霜降后的清晨,星九跃踩着满地白霜往鹰嘴崖去。山雾像张湿漉漉的网,裹着松针的清香,将视线压缩在十步之内。他的兽皮靴踩碎枯草,忽然听见左侧传来细微的呼救声,混着布料撕裂的脆响。
“救命……”女声断断续续,带着血锈味。星九跃反手摸向腰间弯刀,循声拨开荆棘丛,眼前的景象让他瞳孔骤缩——两个十四五岁的少女被藤蔓捆在树上,衣不蔽体,浑身是血。姐姐用残破的衣襟裹住妹妹,自己后背却被山猫抓得血肉模糊。
“别怕,我是猎户。”星九跃收刀入鞘,解下腰间的兽皮袄盖在她们身上。姐姐剧烈颤抖的指尖抓住他的袖口,沾着血的指甲缝里嵌着碎树皮:“官兵……屠了我们寨子……”她的声音像被掐断的琴弦,“我们躲在地窖里,听见爹被砍头时……”
妹妹突然剧烈咳嗽起来,咳出的血沫溅在星九跃手背上。他撕开兽皮袄下摆,按住姐姐后背的伤口:“我背你们回去,山里有药。”两个少女瘦得几乎没什么分量,姐姐的肋骨硌着他的肩胛骨,妹妹滚烫的泪水渗进他的衣领。
行至半山腰,脑海里响起“山林指引声”:“危机救援触发,奖励《金疮药改良配方》与《止血绷带编织法》。”星九跃低头看着怀里的少女,她们的头发结着血痂,却还残留着野花的香气——是野蔷薇,和春丫鬓边常别着的那种。

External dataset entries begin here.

//! Online route generalization.
//!
//! Paths are folded into route keys as they arrive: once two paths differ
//! only in an identifier-like segment, the stored key is renamed with `*` at
//! that position and every later path of the same shape lands on it.

use std::collections::BTreeMap;
use std::sync::LazyLock;

use regex::Regex;

pub const WILDCARD: &str = "*";

static UUID: LazyLock<Regex> = LazyLock::new(|| {
    Regex::new(
        r"(?i)^(?:[0-9a-f]{8}-[0-9a-f]{4}-[1-5][0-9a-f]{3}-[0-9a-f]{4}-[0-9a-f]{12}|[0-9a-f]{12}[1-5][0-9a-f]{19})$",
    )
    .expect("uuid pattern is valid")
});

static NUMERIC: LazyLock<Regex> =
    LazyLock::new(|| Regex::new(r"^[0-9]+$").expect("numeric pattern is valid"));

static ALPHANUMERIC_MIX: LazyLock<Regex> = LazyLock::new(|| {
    Regex::new(r"(?i)^[a-z0-9]*(?:[0-9][a-z]|[a-z][0-9])[a-z0-9]*$")
        .expect("alphanumeric pattern is valid")
});

/// Whether a path segment looks like an identifier rather than a word.
pub fn is_identifier(segment: &str) -> bool {
    UUID.is_match(segment) || NUMERIC.is_match(segment) || ALPHANUMERIC_MIX.is_match(segment)
}

/// Turn a raw request path into a route candidate.
///
/// Query string and fragment are discarded, then a single leading and a
/// single trailing `/` are stripped. The root path stays `/`.
pub fn candidate_path(raw: &str) -> String {
    let path = raw.split(['?', '#']).next().unwrap_or_default();
    if path == "/" || path.is_empty() {
        return "/".to_string();
    }
    let path = path.strip_prefix('/').unwrap_or(path);
    let path = path.strip_suffix('/').unwrap_or(path);
    path.to_string()
}

enum Comparison {
    /// Equal segment by segment, or equal through an existing wildcard.
    Match,
    /// Matches once this position is replaced with `*`.
    Generalize(usize),
    Mismatch,
}

/// Walk from the last segment to the first; the first differing segment
/// decides the outcome and everything before it is not looked at.
fn compare(path: &[&str], key: &[&str]) -> Comparison {
    for j in (0..path.len()).rev() {
        if path[j] == key[j] {
            continue;
        }
        let prev_equal = j == 0 || path[j - 1] == key[j - 1];
        if !prev_equal || !is_identifier(path[j]) {
            return Comparison::Mismatch;
        }
        if key[j] == WILDCARD {
            return Comparison::Match;
        }
        if j > 0 && is_identifier(key[j]) {
            return Comparison::Generalize(j);
        }
        return Comparison::Mismatch;
    }
    Comparison::Match
}

/// Find the stored route `path` belongs to, generalizing a stored key when
/// needed.
///
/// When a stored key is generalized the entry is moved to its new key, so the
/// aggregate is never duplicated. Keys are tried in map order; the first that
/// fits wins.
pub fn match_route<V>(path: &str, routes: &mut BTreeMap<String, V>) -> Option<String> {
    if path == "/" {
        return routes.contains_key("/").then(|| "/".to_string());
    }

    let path = path.strip_suffix('/').unwrap_or(path);
    let segments: Vec<&str> = path.split('/').collect();
    if segments.len() == 1 {
        return routes.contains_key(path).then(|| path.to_string());
    }

    let mut renamed: Option<(String, String)> = None;
    for key in routes.keys() {
        let mut key_segments: Vec<&str> = key.split('/').collect();
        if key_segments.len() != segments.len() {
            continue;
        }
        match compare(&segments, &key_segments) {
            Comparison::Match => return Some(key.clone()),
            Comparison::Generalize(j) => {
                key_segments[j] = WILDCARD;
                renamed = Some((key.clone(), key_segments.join("/")));
                break;
            }
            Comparison::Mismatch => continue,
        }
    }

    let (old_key, new_key) = renamed?;
    // If the generalized key already exists the old entry is left alone and
    // the path joins the existing one.
    if !routes.contains_key(&new_key) {
        if let Some(aggregate) = routes.remove(&old_key) {
            tracing::debug!(from = %old_key, to = %new_key, "route generalized");
            routes.insert(new_key.clone(), aggregate);
        }
    }
    Some(new_key)
}

// ---------------------------------------------------------------------------
// Tests
// ---------------------------------------------------------------------------

#[cfg(test)]
mod tests {
    use super::*;

    fn routes(keys: &[&str]) -> BTreeMap<String, u32> {
        keys.iter()
            .enumerate()
            .map(|(i, k)| (k.to_string(), i as u32))
            .collect()
    }

    #[test]
    fn identifier_detection() {
        assert!(is_identifier("123"));
        assert!(is_identifier("abc123"));
        assert!(is_identifier("123abc"));
        assert!(is_identifier("5f1d7a9e"));
        assert!(is_identifier("550e8400-e29b-41d4-a716-446655440000"));
        assert!(is_identifier("550e8400e29b41d4a716446655440000"));
        assert!(!is_identifier("users"));
        assert!(!is_identifier("list"));
        assert!(!is_identifier(""));
        assert!(!is_identifier("user-profile"));
    }

    #[test]
    fn candidate_strips_one_slash_each_side() {
        assert_eq!(candidate_path("/"), "/");
        assert_eq!(candidate_path("/api/users/"), "api/users");
        assert_eq!(candidate_path("/api/users"), "api/users");
        assert_eq!(candidate_path("/search?q=1"), "search");
        assert_eq!(candidate_path("//double"), "/double");
    }

    #[test]
    fn root_matches_only_when_present() {
        let mut empty: BTreeMap<String, u32> = BTreeMap::new();
        assert_eq!(match_route("/", &mut empty), None);
        let mut r = routes(&["/"]);
        assert_eq!(match_route("/", &mut r).as_deref(), Some("/"));
    }

    #[test]
    fn single_segment_is_a_direct_lookup() {
        let mut r = routes(&["health", "123"]);
        assert_eq!(match_route("health", &mut r).as_deref(), Some("health"));
        assert_eq!(match_route("456", &mut r), None);
    }

    #[test]
    fn identifiers_generalize_and_rename() {
        let mut r = routes(&["bucket/111"]);
        assert_eq!(match_route("bucket/222", &mut r).as_deref(), Some("bucket/*"));
        assert!(r.contains_key("bucket/*"));
        assert!(!r.contains_key("bucket/111"));
        assert_eq!(r.len(), 1);
        // Aggregate moved, not copied.
        assert_eq!(r["bucket/*"], 0);
    }

    #[test]
    fn generalized_key_absorbs_later_identifiers() {
        let mut r = routes(&["bucket/*"]);
        assert_eq!(match_route("bucket/333", &mut r).as_deref(), Some("bucket/*"));
        assert_eq!(r.len(), 1);
    }

    #[test]
    fn words_never_generalize() {
        let mut r = routes(&["users/list"]);
        assert_eq!(match_route("users/count", &mut r), None);
        assert!(r.contains_key("users/list"));
    }

    #[test]
    fn first_segment_is_never_generalized() {
        let mut r = routes(&["1/items"]);
        assert_eq!(match_route("2/items", &mut r), None);
    }

    #[test]
    fn wildcard_decides_before_earlier_segments() {
        let mut r = routes(&["v1/users/*"]);
        assert_eq!(match_route("v2/users/42", &mut r).as_deref(), Some("v1/users/*"));
        assert_eq!(r.len(), 1);
    }

    #[test]
    fn only_the_last_differing_identifier_generalizes() {
        let mut r = routes(&["a/b/1/c/2"]);
        assert_eq!(match_route("a/b/3/c/4", &mut r).as_deref(), Some("a/b/1/c/*"));
        assert!(r.contains_key("a/b/1/c/*"));
        assert!(!r.contains_key("a/b/1/c/2"));
    }

    #[test]
    fn mismatch_before_an_identifier_is_not_a_match() {
        let mut r = routes(&["v1/users/*"]);
        assert_eq!(match_route("v1/groups/42", &mut r), None);
    }

    #[test]
    fn segment_counts_must_agree() {
        let mut r = routes(&["api/users/1"]);
        assert_eq!(match_route("api/users/1/posts", &mut r), None);
    }

    #[test]
    fn exact_multi_segment_match() {
        let mut r = routes(&["api/users/list"]);
        assert_eq!(
            match_route("api/users/list", &mut r).as_deref(),
            Some("api/users/list")
        );
    }
}
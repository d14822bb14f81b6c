use std::sync::Arc;

use op_aggregator::Aggregator;
use op_telemetry::metrics::{global_metrics, names};
use serde_json::json;
use tracing::{debug, warn};

use crate::outbound::Outbound;

pub const TRANSACTION_CHANNEL: &str = "axm:transaction";

/// Periodically turns the aggregator's snapshot into `axm:transaction`
/// messages, one per application.
pub struct Shipper {
    aggregator: Arc<Aggregator>,
    outbound: Arc<dyn Outbound>,
}

impl Shipper {
    pub fn new(aggregator: Arc<Aggregator>, outbound: Arc<dyn Outbound>) -> Self {
        Self {
            aggregator,
            outbound,
        }
    }

    /// Ship every application not in learning mode. Returns how many
    /// payloads went out.
    pub async fn ship_once(&self) -> usize {
        let snapshot = self.aggregator.snapshot();
        let mut shipped = 0;
        for (app, payload) in snapshot {
            let process = payload.process.clone();
            let data = match serde_json::to_value(&payload) {
                Ok(data) => data,
                Err(e) => {
                    warn!(app = %app, error = %e, "failed to serialise rollup");
                    continue;
                }
            };
            self.outbound
                .send(TRANSACTION_CHANNEL, json!({ "data": data, "process": process }))
                .await;
            shipped += 1;
        }
        if shipped > 0 {
            global_metrics().increment_counter_by(names::PAYLOADS_SHIPPED, &[], shipped as u64);
        }
        debug!(shipped, "shipper tick");
        shipped
    }
}
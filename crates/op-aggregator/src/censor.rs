use std::sync::LazyLock;

use op_core::types::{Span, STACKTRACE_LABEL};
use regex::Regex;

/// Labels carrying raw query results or bound values.
const DROPPED_LABELS: [&str; 4] = ["result", "results", "value", "values"];

/// Replacement for anything that looks like an embedded JSON object.
pub const REDACTED: &str = "{}";

static JSON_OBJECT: LazyLock<Regex> =
    LazyLock::new(|| Regex::new(r"\{.*\}").expect("json object pattern is valid"));

/// Strip payload contents and volatile identifiers from spans before they
/// are aggregated. Stack traces are left intact for source resolution.
pub fn censor_spans(spans: &mut [Span]) {
    for span in spans {
        span.span_id = None;
        span.parent_span_id = None;

        let Some(labels) = span.labels.as_mut() else {
            continue;
        };
        for key in DROPPED_LABELS {
            labels.remove(key);
        }
        for (key, value) in labels.iter_mut() {
            if key == STACKTRACE_LABEL || !value.contains('{') {
                continue;
            }
            let redacted = JSON_OBJECT.replace_all(value, REDACTED).into_owned();
            *value = redacted;
        }
    }
}

// ---------------------------------------------------------------------------
// Tests
// ---------------------------------------------------------------------------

木屋里,蒙小玉和春丫用新采的草药替姐妹俩清洗伤口。姐姐始终护着妹妹,自己腿上的刀伤深可见骨,却咬着牙一声不吭。阿禾握着磨了一半的箭头站在门口,指节因用力而泛白:“去年的事,又重演了。”
星九跃蹲在火塘边熬药,药香混着血腥气在屋里弥漫。他忽然想起三年前阿禾浑身是血的模样,手里的陶罐“哐当”砸在地上。蒙小玉无声地递来抹布,指尖在他手背上轻轻一按——那是他们之间的暗号,表示“别怕,我在”。
深夜,双胞胎姐妹发起高热。星九跃握着《金疮药改良配方》的雾气图谱,在月光下碾碎三七草根。蒙小玉举着松明火把,春丫用竹片刮着树皮取汁液,阿禾在屋外布置新陷阱。
“他们……还会追来吗?”姐姐突然清醒过来,抓着星九跃的手腕问。她的眼睛在火光里泛着琥珀色,像深山里罕见的琉璃。
“不会了。”星九跃撒谎,将药汁喂进她嘴里,“我在谷口布了迷魂阵,野兽都找不到路。”他转头看向窗外,山雾正浓,遮住了所有追踪的痕迹。
次日清晨,双胞胎姐妹退烧了。妹妹蜷缩在春丫怀里,喝着野莓羹,姐姐则盯着星九跃补陷阱的背影发呆。蒙小玉给她们换上粗布衫,春丫用草叶编了对蝴蝶发卡:“戴上吧,能驱邪。”
姐姐摸着发卡上的草蝴蝶,突然哭出声来:“我们叫小满和小霜……爹说,等打完谷子就给我们办及笄礼……”她攥着蒙小玉的手,指甲缝里还残留着血渍,“现在……什么都没了……”
蒙小玉搂住她,看向星九跃。他正在院子里劈柴,斧头落下时,肌肉线条在粗布衫下起伏。阳光穿过山雾,照在他发梢的白霜上,像撒了层盐。
星九跃知道,这对姐妹的命运将与他们紧紧纠缠。或许未来的某一天,小满会跟着阿禾学射箭,小霜会跟着春丫认草药,就像三年前的阿禾和春丫。但此刻,他只希望她们能好好活下去,就像深谷里被压在巨石下的野蔷薇,终会在某个清晨,绽放出倔强的芬芳。